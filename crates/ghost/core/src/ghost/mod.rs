//! Per-agent state and the direction-update entry point.
//!
//! A [`Ghost`] is owned by the frame driver. Each tick the driver asks it to
//! pick a heading once its sprite is centred ([`Ghost::update_direction`]) and
//! then slides the sprite ([`Ghost::update_position`]). [`Ghost::advance`]
//! performs both in the canonical order.
//!
//! Confinement (pen, return trip, free roaming) is a single enum so an agent
//! can never be both in the pen and on its way back to it.
mod house;
mod mode;
mod motion;
mod returning;

pub use motion::{PixelPos, SpeedTier};

use core::time::Duration;

use tracing::{debug, trace};

use crate::env::MazeEnv;
use crate::error::{EngineError, ErrorSeverity};
use crate::maze::{Heading, TilePos};
use crate::target;

/// Pursuit strategy; one agent per personality.
#[derive(
    Clone, Copy, Debug, PartialEq, Eq, Hash, PartialOrd, Ord, strum::Display, strum::EnumString,
)]
#[strum(serialize_all = "snake_case", ascii_case_insensitive)]
#[cfg_attr(feature = "serde", derive(serde::Serialize, serde::Deserialize))]
pub enum Personality {
    /// Shortest path straight at the player.
    Pursuer,
    /// Aims a few tiles ahead of the player.
    Ambusher,
    /// Alternates between the pursuer and ambusher strategies.
    Switcher,
    /// Pursues from afar, retreats to its corner when close.
    Opportunist,
}

impl Personality {
    pub const ALL: [Personality; 4] = [
        Personality::Pursuer,
        Personality::Ambusher,
        Personality::Switcher,
        Personality::Opportunist,
    ];

    /// Position in [`Personality::ALL`]; indexes every per-personality table.
    pub const fn index(self) -> usize {
        match self {
            Personality::Pursuer => 0,
            Personality::Ambusher => 1,
            Personality::Switcher => 2,
            Personality::Opportunist => 3,
        }
    }
}

/// Where an agent is allowed to be.
#[derive(Clone, Copy, Debug, PartialEq, Eq, Hash, strum::Display)]
#[strum(serialize_all = "snake_case")]
#[cfg_attr(feature = "serde", derive(serde::Serialize, serde::Deserialize))]
pub enum Confinement {
    /// Waiting in, or leaving, the pen.
    House,
    /// Captured and heading back to the pen.
    Returning,
    /// Roaming the maze under the mode machine.
    Active,
}

/// Top-level behavior while roaming. Always `Unset` outside [`Confinement::Active`].
#[derive(Clone, Copy, Debug, PartialEq, Eq, Hash, strum::Display)]
#[strum(serialize_all = "snake_case")]
#[cfg_attr(feature = "serde", derive(serde::Serialize, serde::Deserialize))]
pub enum Mode {
    Unset,
    Chase,
    Scatter,
    Frightened,
}

/// Which sub-strategy a switcher is running.
#[derive(Clone, Copy, Debug, PartialEq, Eq, Hash, strum::Display)]
#[strum(serialize_all = "snake_case")]
#[cfg_attr(feature = "serde", derive(serde::Serialize, serde::Deserialize))]
pub enum SwitcherPhase {
    Pursuer,
    Ambusher,
}

#[derive(Clone, Copy, Debug, PartialEq, Eq)]
pub(crate) struct SwitcherState {
    pub(crate) phase: SwitcherPhase,
    pub(crate) since: Duration,
}

/// What an agent needs to know about the player this tick.
#[derive(Clone, Copy, Debug, PartialEq, Eq)]
#[cfg_attr(feature = "serde", derive(serde::Serialize, serde::Deserialize))]
pub struct PlayerView {
    pub tile: TilePos,
    pub heading: Option<Heading>,
}

impl PlayerView {
    pub const fn new(tile: TilePos, heading: Option<Heading>) -> Self {
        Self { tile, heading }
    }
}

/// Errors raised by agent updates.
#[derive(Clone, Debug, PartialEq, Eq, thiserror::Error)]
pub enum GhostError {
    /// The agent stands outside the playable band; its state is corrupt.
    #[error("{personality} ghost is outside the board at {tile}")]
    OutOfBoard {
        personality: Personality,
        tile: TilePos,
    },
}

impl EngineError for GhostError {
    fn severity(&self) -> ErrorSeverity {
        match self {
            GhostError::OutOfBoard { .. } => ErrorSeverity::Fatal,
        }
    }

    fn error_code(&self) -> &'static str {
        match self {
            GhostError::OutOfBoard { .. } => "GHOST_OUT_OF_BOARD",
        }
    }
}

/// Observable state of an agent, for renderers, reports and comparisons.
#[derive(Clone, Copy, Debug, PartialEq, Eq)]
#[cfg_attr(feature = "serde", derive(serde::Serialize, serde::Deserialize))]
pub struct GhostSnapshot {
    pub personality: Personality,
    pub tile: TilePos,
    pub pixel: PixelPos,
    pub heading: Option<Heading>,
    pub confinement: Confinement,
    pub mode: Mode,
    pub frightened: bool,
    pub in_tunnel: bool,
}

/// One autonomous agent.
#[derive(Clone, Debug)]
pub struct Ghost {
    pub(crate) personality: Personality,
    pub(crate) tile: TilePos,
    pub(crate) pixel: PixelPos,
    pub(crate) heading: Option<Heading>,
    pub(crate) confinement: Confinement,
    pub(crate) mode: Mode,
    pub(crate) in_tunnel: bool,
    /// `Some(heading)` once the corner was reached, holding the arrival heading.
    pub(crate) patrol_arrival: Option<Option<Heading>>,
    pub(crate) switcher: Option<SwitcherState>,
    pub(crate) house_since: Duration,
    pub(crate) mode_since: Duration,
    pub(crate) eaten_at: Option<PixelPos>,
    pub(crate) rng_nonce: u64,
}

impl Ghost {
    /// Places a new agent on its home tile inside the pen and starts its wait.
    pub fn spawn(personality: Personality, env: &MazeEnv<'_>) -> Self {
        let tile = env.layout().spawn(personality);
        let now = env.now();
        Self {
            personality,
            tile,
            pixel: PixelPos::tile_center(tile, env.config()),
            heading: None,
            confinement: Confinement::House,
            mode: Mode::Unset,
            in_tunnel: false,
            patrol_arrival: None,
            switcher: None,
            house_since: now,
            mode_since: now,
            eaten_at: None,
            rng_nonce: 0,
        }
    }

    /// Builds an agent already roaming at `tile`, with no heading and an
    /// unset mode.
    pub fn released_at(personality: Personality, tile: TilePos, env: &MazeEnv<'_>) -> Self {
        let mut ghost = Self::spawn(personality, env);
        ghost.tile = tile;
        ghost.pixel = PixelPos::tile_center(tile, env.config());
        ghost.confinement = Confinement::Active;
        ghost
    }

    pub fn personality(&self) -> Personality {
        self.personality
    }

    pub fn tile(&self) -> TilePos {
        self.tile
    }

    pub fn pixel(&self) -> PixelPos {
        self.pixel
    }

    pub fn heading(&self) -> Option<Heading> {
        self.heading
    }

    pub fn confinement(&self) -> Confinement {
        self.confinement
    }

    pub fn mode(&self) -> Mode {
        self.mode
    }

    pub fn is_in_house(&self) -> bool {
        self.confinement == Confinement::House
    }

    pub fn is_returning(&self) -> bool {
        self.confinement == Confinement::Returning
    }

    /// Capture eligibility.
    pub fn is_frightened(&self) -> bool {
        self.confinement == Confinement::Active && self.mode == Mode::Frightened
    }

    pub fn in_tunnel(&self) -> bool {
        self.in_tunnel
    }

    /// Sprite position recorded at the most recent capture.
    pub fn eaten_at(&self) -> Option<PixelPos> {
        self.eaten_at
    }

    /// Heading the corner patrol was entered with, once the corner was reached.
    pub fn patrol_arrival(&self) -> Option<Option<Heading>> {
        self.patrol_arrival
    }

    pub fn switcher_phase(&self) -> Option<SwitcherPhase> {
        self.switcher.map(|state| state.phase)
    }

    pub fn snapshot(&self) -> GhostSnapshot {
        GhostSnapshot {
            personality: self.personality,
            tile: self.tile,
            pixel: self.pixel,
            heading: self.heading,
            confinement: self.confinement,
            mode: self.mode,
            frightened: self.is_frightened(),
            in_tunnel: self.in_tunnel,
        }
    }

    /// Canonical per-frame sequence: choose a heading once centred, then move.
    pub fn advance(&mut self, env: &MazeEnv<'_>, player: PlayerView) -> Result<(), GhostError> {
        if self.reached_tile_center(env.config()) {
            self.update_direction(env, player)?;
        }
        self.update_position(env.config());
        Ok(())
    }

    /// Picks and commits this tick's heading, stepping the discrete tile.
    ///
    /// Confinement controllers run first; a roaming agent then goes through
    /// the same-tile hold, the tunnel, the corridor lock and finally the mode
    /// machine and its strategy.
    pub fn update_direction(
        &mut self,
        env: &MazeEnv<'_>,
        player: PlayerView,
    ) -> Result<(), GhostError> {
        if !env.layout().is_playable(self.tile) {
            return Err(self.out_of_board());
        }

        match self.confinement {
            Confinement::House => return self.update_in_house(env),
            Confinement::Returning => return self.update_returning(env),
            Confinement::Active => {}
        }

        if self.tile == player.tile {
            return Ok(());
        }

        if self.traverse_tunnel(env)? {
            return Ok(());
        }

        if env.layout().corridor_lock.contains(self.tile)
            && let Some(heading) = self.heading.filter(|heading| heading.is_horizontal())
        {
            return self.commit(Some(heading));
        }

        self.evaluate_mode(env);

        let heading = match self.mode {
            Mode::Chase => target::behavior_for(self.personality).select(self, env, player),
            Mode::Scatter => target::scatter::patrol(self, env),
            Mode::Frightened => target::evasion::evade(self, env, player),
            Mode::Unset => None,
        };
        self.commit(heading)
    }

    /// Tunnel rules on the wrap row. Returns `true` when the tick was consumed.
    fn traverse_tunnel(&mut self, env: &MazeEnv<'_>) -> Result<bool, GhostError> {
        let tunnel = env.layout().tunnel;
        let Some(heading) = self.heading else {
            self.in_tunnel = false;
            return Ok(false);
        };
        if self.tile.y != tunnel.row {
            self.in_tunnel = false;
            return Ok(false);
        }

        let wrap_to = match heading {
            Heading::Left if self.tile.x == tunnel.west_col => Some(tunnel.east_col),
            Heading::Right if self.tile.x == tunnel.east_col => Some(tunnel.west_col),
            _ => None,
        };
        if let Some(col) = wrap_to {
            debug!(
                "{} ghost wraps through the tunnel from {} to column {}",
                self.personality, self.tile, col
            );
            self.tile.x = col;
            self.pixel.x = PixelPos::tile_center(self.tile, env.config()).x;
            self.in_tunnel = true;
            return Ok(true);
        }

        let in_west = self.tile.x <= tunnel.west_mouth;
        let in_east = self.tile.x >= tunnel.east_mouth;
        if (in_west || in_east) && heading.is_horizontal() {
            self.in_tunnel = true;
            self.commit(Some(heading))?;
            return Ok(true);
        }

        self.in_tunnel = false;
        Ok(false)
    }

    /// Records `heading` and steps the tile along it. `None` holds the tile.
    pub(crate) fn commit(&mut self, heading: Option<Heading>) -> Result<(), GhostError> {
        self.heading = heading;
        if let Some(heading) = heading {
            self.tile = self.tile.step(heading).ok_or_else(|| self.out_of_board())?;
        }
        trace!(
            "{} ghost commits {:?} -> {}",
            self.personality, heading, self.tile
        );
        Ok(())
    }

    fn out_of_board(&self) -> GhostError {
        GhostError::OutOfBoard {
            personality: self.personality,
            tile: self.tile,
        }
    }
}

_EXERCISE:_
Look through the records for the string "agent". Copy every line that has it.

_ANSWER TO THIS PROBLEM:_
//! Per-agent state and the direction-update entry point.
//! Confinement (pen, return trip, free roaming) is a single enum so an agent
/// Pursuit strategy; one agent per personality.
/// Where an agent is allowed to be.
/// What an agent needs to know about the player this tick.
/// Errors raised by agent updates.
    /// The agent stands outside the playable band; its state is corrupt.
/// Observable state of an agent, for renderers, reports and comparisons.
/// One autonomous agent.
    /// Places a new agent on its home tile inside the pen and starts its wait.
    /// Builds an agent already roaming at `tile`, with no heading and an
    /// Confinement controllers run first; a roaming agent then goes through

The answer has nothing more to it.